Abstract.
Recent critiques of the nature–culture dualism, influenced by diverse theoretical stances, have effectively destabilized the “naturalness” of nature and highlighted its pervasive and intricate sociality. Yet the practical, ethical and political effects of this theoretical turn are open to question. In particular, the emphasis on the sociality of nature has not led to reinvigorated environmental or landscape politics. Meanwhile, the need for such politics has if anything increased, as evident when ongoing and, arguably, accelerating landscape transformations are taken into account.

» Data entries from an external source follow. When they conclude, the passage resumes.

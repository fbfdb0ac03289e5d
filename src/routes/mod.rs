use axum::{
    http::StatusCode,
    middleware,
    routing::{delete, get, patch, post},
    Json, Router,
};
use serde_json::{json, Value};
use std::sync::Arc;
use tower::ServiceBuilder;
use tower_http::{cors::CorsLayer, trace::TraceLayer};

use crate::{
    db::Store,
    middleware::{make_span_with_request_id, request_id_middleware, require_auth},
    services::providers::CatalogProvider,
};

pub mod auth;
pub mod catalog;
pub mod media;
pub mod preferences;
pub mod recommendations;
pub mod rooms;
pub mod users;

const DEFAULT_SESSION_TTL_DAYS: i64 = 30;
const DEFAULT_BCRYPT_COST: u32 = 10;

/// Shared handler state
#[derive(Clone)]
pub struct AppState {
    pub store: Arc<dyn Store>,
    pub catalog: Arc<dyn CatalogProvider>,
    pub session_ttl_days: i64,
    pub bcrypt_cost: u32,
}

impl AppState {
    pub fn new(store: Arc<dyn Store>, catalog: Arc<dyn CatalogProvider>) -> Self {
        Self {
            store,
            catalog,
            session_ttl_days: DEFAULT_SESSION_TTL_DAYS,
            bcrypt_cost: DEFAULT_BCRYPT_COST,
        }
    }

    pub fn with_session_ttl_days(mut self, days: i64) -> Self {
        self.session_ttl_days = days;
        self
    }

    pub fn with_bcrypt_cost(mut self, cost: u32) -> Self {
        self.bcrypt_cost = cost;
        self
    }
}

/// Creates the application router with all routes
pub fn create_router(state: AppState) -> Router {
    Router::new()
        .route("/health", get(health_check))
        .nest("/api/v1", api_routes(state.clone()))
        .layer(
            ServiceBuilder::new()
                .layer(middleware::from_fn(request_id_middleware))
                .layer(TraceLayer::new_for_http().make_span_with(make_span_with_request_id))
                .layer(CorsLayer::permissive()),
        )
        .with_state(state)
}

/// API routes under /api/v1
fn api_routes(state: AppState) -> Router<AppState> {
    let public = Router::new()
        .route("/auth/signup", post(auth::signup))
        .route("/auth/login", post(auth::login));

    let protected = Router::new()
        .route("/auth/logout", post(auth::logout))
        .route("/user/profile", get(users::profile).patch(users::update_profile))
        .route("/user/queue", get(users::queue))
        .route("/rooms", get(rooms::list).post(rooms::create))
        .route("/rooms/join", post(rooms::join))
        .route("/rooms/:room_id", delete(rooms::delete))
        .route("/rooms/:room_id/leave", post(rooms::leave))
        .route("/rooms/:room_id/unrated", get(media::unrated))
        .route("/rooms/:room_id/media", get(media::list).post(media::add))
        .route("/rooms/:room_id/recommendations", post(recommendations::recommend))
        .route("/media", get(media::mine))
        .route("/media/:id", patch(media::update).delete(media::delete))
        .route(
            "/media/:id/preference",
            post(preferences::rate).patch(preferences::update_notes),
        )
        .route("/catalog/search", get(catalog::search))
        .route("/catalog/details", get(catalog::details))
        .route_layer(middleware::from_fn_with_state(state, require_auth));

    public.merge(protected)
}

/// Health check endpoint
async fn health_check() -> (StatusCode, Json<Value>) {
    (StatusCode::OK, Json(json!({ "status": "healthy" })))
}

/// Body of endpoints that only acknowledge
fn success() -> Json<Value> {
    Json(json!({ "success": true }))
}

These concerns are illustrated in the paper with an example from Iceland. In its uninhabited central highland, serious battles are now being fought over landscape values. Capital and state have joined forces in an investment‐driven scramble for hydropower and geothermal resources to facilitate heavy industry, irrevocably transforming landscapes in the process. Dissonant voices arguing for caution and conservation have been sidelined or silenced by the power(ful) alliance.
The author argues for renewed attention to the aesthetic, including the visual, if responsible politics of landscape are to be achieved. Aesthetic appreciation is an important part of the everyday experiences of most people. Yet, enthusiastic as they have been in deconstructing conventional narratives of nature, geographers have been rather timid when it comes to analysing aesthetic values of landscape and their significance, let alone in suggesting progressive landscape politics. A political geography of landscape is needed which takes aesthetics seriously, and which acknowledges the merit of engagement and enchantment.